• _Problem description_: All the data below needs to be retyped exactly as shown.

☆ ☆ ☆ ☆ ☆

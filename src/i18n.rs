use serde::{Deserialize, Serialize};

/// 报告目标语言
#[derive(Debug, Deserialize, Serialize, Clone, PartialEq, Default)]
pub enum TargetLanguage {
    #[serde(rename = "zh")]
    Chinese,
    #[serde(rename = "en")]
    #[default]
    English,
    #[serde(rename = "ja")]
    Japanese,
    #[serde(rename = "de")]
    German,
    #[serde(rename = "fr")]
    French,
}

impl std::fmt::Display for TargetLanguage {
    fn fmt(&self, f: &mut std::fmt::Formatter<'_>) -> std::fmt::Result {
        match self {
            TargetLanguage::Chinese => write!(f, "zh"),
            TargetLanguage::English => write!(f, "en"),
            TargetLanguage::Japanese => write!(f, "ja"),
            TargetLanguage::German => write!(f, "de"),
            TargetLanguage::French => write!(f, "fr"),
        }
    }
}

impl std::str::FromStr for TargetLanguage {
    type Err = String;

    fn from_str(s: &str) -> Result<Self, Self::Err> {
        match s.to_lowercase().as_str() {
            "zh" | "chinese" | "中文" => Ok(TargetLanguage::Chinese),
            "en" | "english" | "英文" => Ok(TargetLanguage::English),
            "ja" | "japanese" | "日本語" | "日文" => Ok(TargetLanguage::Japanese),
            "de" | "german" | "deutsch" | "德文" => Ok(TargetLanguage::German),
            "fr" | "french" | "français" | "法文" => Ok(TargetLanguage::French),
            _ => Err(format!("Unknown target language: {}", s)),
        }
    }
}

impl TargetLanguage {
    /// 获取报告撰写的语言指令
    pub fn prompt_instruction(&self) -> &'static str {
        match self {
            TargetLanguage::Chinese => "请使用中文撰写报告，确保语言表达准确、专业、易于理解。",
            TargetLanguage::English => {
                "Please write the report in English, ensuring accurate, professional, and easy-to-understand language."
            }
            TargetLanguage::Japanese => {
                "日本語でレポートを作成してください。正確で専門的で理解しやすい言語表現を心がけてください。"
            }
            TargetLanguage::German => {
                "Bitte schreiben Sie den Bericht auf Deutsch und stellen Sie sicher, dass die Sprache präzise, professionell und leicht verständlich ist."
            }
            TargetLanguage::French => {
                "Veuillez rédiger le rapport en français, en vous assurant que le langage soit précis, professionnel et facile à comprendre."
            }
        }
    }
}
#[cfg(test)]
mod tests {
    use crate::config::{Config, LLMProvider, ResearchConfig, SearchConfig};
    use crate::i18n::TargetLanguage;
    use crate::research::ResearchError;
    use std::path::PathBuf;
    use tempfile::TempDir;

    fn credentialed() -> Config {
        let mut config = Config::default();
        config.llm.api_key = "llm".to_string();
        config.search.api_key = "exa".to_string();
        config
    }

    #[test]
    fn test_config_default() {
        let config = Config::default();

        assert_eq!(config.llm.provider, LLMProvider::Anthropic);
        assert_eq!(config.llm.model_efficient, "claude-3-5-sonnet-20240620");
        assert_eq!(config.llm.temperature, 0.0);
        assert_eq!(config.search.api_base_url, "https://api.exa.ai");
        assert!(config.target_language.is_none());
        assert!(!config.verbose);
    }

    #[test]
    fn test_research_config_default() {
        let research = ResearchConfig::default();

        assert_eq!(research.default_iterations, 3);
        assert_eq!(research.max_iterations, 5);
        assert_eq!(research.short_text_threshold, 200);
        assert_eq!(research.page_excerpt_chars, 5000);
        assert_eq!(research.evaluation_context_chars, 10_000);
        assert_eq!(research.report_context_chars, 20_000);
        assert_eq!(research.fallback_findings_limit, 10);
        assert!(!research.relevance_filter);
    }

    #[test]
    fn test_search_config_default() {
        let search = SearchConfig::default();
        assert_eq!(search.num_results, 6);
        assert_eq!(search.timeout_seconds, 30);
    }

    #[test]
    fn test_llm_provider_from_str() {
        assert_eq!("openai".parse::<LLMProvider>().unwrap(), LLMProvider::OpenAI);
        assert_eq!(
            "Anthropic".parse::<LLMProvider>().unwrap(),
            LLMProvider::Anthropic
        );
        assert_eq!(
            "deepseek".parse::<LLMProvider>().unwrap(),
            LLMProvider::DeepSeek
        );
        assert_eq!("ollama".parse::<LLMProvider>().unwrap(), LLMProvider::Ollama);
        assert!("mistral".parse::<LLMProvider>().is_err());
    }

    #[test]
    fn test_llm_provider_display() {
        assert_eq!(LLMProvider::OpenAI.to_string(), "openai");
        assert_eq!(LLMProvider::Anthropic.to_string(), "anthropic");
        assert_eq!(LLMProvider::DeepSeek.to_string(), "deepseek");
        assert_eq!(LLMProvider::Ollama.to_string(), "ollama");
    }

    #[test]
    fn test_clamp_iterations() {
        let research = ResearchConfig::default();

        assert_eq!(research.clamp_iterations(1), Ok(1));
        assert_eq!(research.clamp_iterations(3), Ok(3));
        assert_eq!(research.clamp_iterations(50), Ok(5));
        assert_eq!(
            research.clamp_iterations(0),
            Err(ResearchError::InvalidIterationLimit(0))
        );
    }

    #[test]
    fn test_research_iteration_limit() {
        let config = credentialed();
        assert_eq!(config.research_iteration_limit(2), Ok(2));
        assert_eq!(config.research_iteration_limit(9), Ok(5));

        let mut config = credentialed();
        config.search.api_key.clear();
        assert!(matches!(
            config.research_iteration_limit(2),
            Err(ResearchError::MissingCredential(_))
        ));
    }

    #[test]
    fn test_ensure_credentials() {
        assert!(credentialed().ensure_credentials().is_ok());

        let mut config = credentialed();
        config.llm.api_key = "  ".to_string();
        assert!(matches!(
            config.ensure_credentials(),
            Err(ResearchError::MissingCredential(_))
        ));

        let mut config = credentialed();
        config.search.api_key.clear();
        assert!(matches!(
            config.ensure_credentials(),
            Err(ResearchError::MissingCredential(_))
        ));
    }

    #[test]
    fn test_ollama_needs_no_llm_key() {
        let mut config = credentialed();
        config.llm.provider = LLMProvider::Ollama;
        config.llm.api_key.clear();
        assert!(config.ensure_credentials().is_ok());
    }

    #[test]
    fn test_from_file_partial() {
        let temp_dir = TempDir::new().unwrap();
        let path = temp_dir.path().join("research.toml");
        std::fs::write(
            &path,
            r#"
target_language = "zh"

[llm]
provider = "deepseek"
api_key = "from-file"
model_efficient = "deepseek-chat"

[search]
num_results = 4

[research]
relevance_filter = true
"#,
        )
        .unwrap();

        let config = Config::from_file(&path).unwrap();
        assert_eq!(config.llm.provider, LLMProvider::DeepSeek);
        assert_eq!(config.llm.api_key, "from-file");
        assert_eq!(config.llm.model_efficient, "deepseek-chat");
        assert_eq!(config.llm.retry_attempts, 3);
        assert_eq!(config.search.num_results, 4);
        assert!(config.research.relevance_filter);
        assert_eq!(config.research.max_iterations, 5);
        assert_eq!(config.target_language, Some(TargetLanguage::Chinese));
    }

    #[test]
    fn test_from_file_invalid() {
        let temp_dir = TempDir::new().unwrap();
        let path = temp_dir.path().join("broken.toml");
        std::fs::write(&path, "[research\nmax_iterations = ").unwrap();

        assert!(Config::from_file(&path).is_err());
        assert!(Config::from_file(&PathBuf::from("/nonexistent/research.toml")).is_err());
    }
}
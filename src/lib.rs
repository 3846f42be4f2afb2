pub mod cli;
pub mod config;
pub mod i18n;
pub mod jobs;
pub mod llm;
pub mod research;
pub mod search;
pub mod utils;
pub mod workflow;

// Re-export commonly used types
pub use config::Config;
pub use jobs::{ResearchJobRunner, ResearchJobStore};
pub use research::{
    ResearchContext, ResearchError, ResearchOrchestrator, ResearchResult, research_with,
    run_research,
};
pub use workflow::launch;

☆ ☆ ☆ ☆ ☆

• _Task solution_:
filename src/i18n.rs
use serde::{Deserialize, Serialize};

/// 报告目标语言
#[derive(Debug, Deserialize, Serialize, Clone, PartialEq, Default)]
pub enum TargetLanguage {
    #[serde(rename = "zh")]
    Chinese,
    #[serde(rename = "en")]
    #[default]
    English,
    #[serde(rename = "ja")]
    Japanese,
    #[serde(rename = "de")]
    German,
    #[serde(rename = "fr")]
    French,
}

impl std::fmt::Display for TargetLanguage {
    fn fmt(&self, f: &mut std::fmt::Formatter<'_>) -> std::fmt::Result {
        match self {
            TargetLanguage::Chinese => write!(f, "zh"),
            TargetLanguage::English => write!(f, "en"),
            TargetLanguage::Japanese => write!(f, "ja"),
            TargetLanguage::German => write!(f, "de"),
            TargetLanguage::French => write!(f, "fr"),
        }
    }
}

impl std::str::FromStr for TargetLanguage {
    type Err = String;

    fn from_str(s: &str) -> Result<Self, Self::Err> {
        match s.to_lowercase().as_str() {
            "zh" | "chinese" | "中文" => Ok(TargetLanguage::Chinese),
            "en" | "english" | "英文" => Ok(TargetLanguage::English),
            "ja" | "japanese" | "日本語" | "日文" => Ok(TargetLanguage::Japanese),
            "de" | "german" | "deutsch" | "德文" => Ok(TargetLanguage::German),
            "fr" | "french" | "français" | "法文" => Ok(TargetLanguage::French),
            _ => Err(format!("Unknown target language: {}", s)),
        }
    }
}

impl TargetLanguage {
    /// 获取报告撰写的语言指令
    pub fn prompt_instruction(&self) -> &'static str {
        match self {
            TargetLanguage::Chinese => "请使用中文撰写报告，确保语言表达准确、专业、易于理解。",
            TargetLanguage::English => {
                "Please write the report in English, ensuring accurate, professional, and easy-to-understand language."
            }
            TargetLanguage::Japanese => {
                "日本語でレポートを作成してください。正確で専門的で理解しやすい言語表現を心がけてください。"
            }
            TargetLanguage::German => {
                "Bitte schreiben Sie den Bericht auf Deutsch und stellen Sie sicher, dass die Sprache präzise, professionell und leicht verständlich ist."
            }
            TargetLanguage::French => {
                "Veuillez rédiger le rapport en français, en vous assurant que le langage soit précis, professionnel et facile à comprendre."
            }
        }
    }
}
#[cfg(test)]
mod tests {
    use crate::config::{Config, LLMProvider, ResearchConfig, SearchConfig};
    use crate::i18n::TargetLanguage;
    use crate::research::ResearchError;
    use std::path::PathBuf;
    use tempfile::TempDir;

    fn credentialed() -> Config {
        let mut config = Config::default();
        config.llm.api_key = "llm".to_string();
        config.search.api_key = "exa".to_string();
        config
    }

    #[test]
    fn test_config_default() {
        let config = Config::default();

        assert_eq!(config.llm.provider, LLMProvider::Anthropic);
        assert_eq!(config.llm.model_efficient, "claude-3-5-sonnet-20240620");
        assert_eq!(config.llm.temperature, 0.0);
        assert_eq!(config.search.api_base_url, "https://api.exa.ai");
        assert!(config.target_language.is_none());
        assert!(!config.verbose);
    }

    #[test]
    fn test_research_config_default() {
        let research = ResearchConfig::default();

        assert_eq!(research.default_iterations, 3);
        assert_eq!(research.max_iterations, 5);
        assert_eq!(research.short_text_threshold, 200);
        assert_eq!(research.page_excerpt_chars, 5000);
        assert_eq!(research.evaluation_context_chars, 10_000);
        assert_eq!(research.report_context_chars, 20_000);
        assert_eq!(research.fallback_findings_limit, 10);
        assert!(!research.relevance_filter);
    }

    #[test]
    fn test_search_config_default() {
        let search = SearchConfig::default();
        assert_eq!(search.num_results, 6);
        assert_eq!(search.timeout_seconds, 30);
    }

    #[test]
    fn test_llm_provider_from_str() {
        assert_eq!("openai".parse::<LLMProvider>().unwrap(), LLMProvider::OpenAI);
        assert_eq!(
            "Anthropic".parse::<LLMProvider>().unwrap(),
            LLMProvider::Anthropic
        );
        assert_eq!(
            "deepseek".parse::<LLMProvider>().unwrap(),
            LLMProvider::DeepSeek
        );
        assert_eq!("ollama".parse::<LLMProvider>().unwrap(), LLMProvider::Ollama);
        assert!("mistral".parse::<LLMProvider>().is_err());
    }

    #[test]
    fn test_llm_provider_display() {
        assert_eq!(LLMProvider::OpenAI.to_string(), "openai");
        assert_eq!(LLMProvider::Anthropic.to_string(), "anthropic");
        assert_eq!(LLMProvider::DeepSeek.to_string(), "deepseek");
        assert_eq!(LLMProvider::Ollama.to_string(), "ollama");
    }

    #[test]
    fn test_clamp_iterations() {
        let research = ResearchConfig::default();

        assert_eq!(research.clamp_iterations(1), Ok(1));
        assert_eq!(research.clamp_iterations(3), Ok(3));
        assert_eq!(research.clamp_iterations(50), Ok(5));
        assert_eq!(
            research.clamp_iterations(0),
            Err(ResearchError::InvalidIterationLimit(0))
        );
    }

    #[test]
    fn test_research_iteration_limit() {
        let config = credentialed();
        assert_eq!(config.research_iteration_limit(2), Ok(2));
        assert_eq!(config.research_iteration_limit(9), Ok(5));

        let mut config = credentialed();
        config.search.api_key.clear();
        assert!(matches!(
            config.research_iteration_limit(2),
            Err(ResearchError::MissingCredential(_))
        ));
    }

    #[test]
    fn test_ensure_credentials() {
        assert!(credentialed().ensure_credentials().is_ok());

        let mut config = credentialed();
        config.llm.api_key = "  ".to_string();
        assert!(matches!(
            config.ensure_credentials(),
            Err(ResearchError::MissingCredential(_))
        ));

        let mut config = credentialed();
        config.search.api_key.clear();
        assert!(matches!(
            config.ensure_credentials(),
            Err(ResearchError::MissingCredential(_))
        ));
    }

    #[test]
    fn test_ollama_needs_no_llm_key() {
        let mut config = credentialed();
        config.llm.provider = LLMProvider::Ollama;
        config.llm.api_key.clear();
        assert!(config.ensure_credentials().is_ok());
    }

    #[test]
    fn test_from_file_partial() {
        let temp_dir = TempDir::new().unwrap();
        let path = temp_dir.path().join("research.toml");
        std::fs::write(
            &path,
            r#"
target_language = "zh"

[llm]
provider = "deepseek"
api_key = "from-file"
model_efficient = "deepseek-chat"

[search]
num_results = 4

[research]
relevance_filter = true
"#,
        )
        .unwrap();

        let config = Config::from_file(&path).unwrap();
        assert_eq!(config.llm.provider, LLMProvider::DeepSeek);
        assert_eq!(config.llm.api_key, "from-file");
        assert_eq!(config.llm.model_efficient, "deepseek-chat");
        assert_eq!(config.llm.retry_attempts, 3);
        assert_eq!(config.search.num_results, 4);
        assert!(config.research.relevance_filter);
        assert_eq!(config.research.max_iterations, 5);
        assert_eq!(config.target_language, Some(TargetLanguage::Chinese));
    }

    #[test]
    fn test_from_file_invalid() {
        let temp_dir = TempDir::new().unwrap();
        let path = temp_dir.path().join("broken.toml");
        std::fs::write(&path, "[research\nmax_iterations = ").unwrap();

        assert!(Config::from_file(&path).is_err());
        assert!(Config::from_file(&PathBuf::from("/nonexistent/research.toml")).is_err());
    }
}
filename src/lib.rs
repository 3846f42be4f2afb2
pub mod cli;
pub mod config;
pub mod i18n;
pub mod jobs;
pub mod llm;
pub mod research;
pub mod search;
pub mod utils;
pub mod workflow;

// Re-export commonly used types
pub use config::Config;
pub use jobs::{ResearchJobRunner, ResearchJobStore};
pub use research::{
    ResearchContext, ResearchError, ResearchOrchestrator, ResearchResult, research_with,
    run_research,
};
pub use workflow::launch;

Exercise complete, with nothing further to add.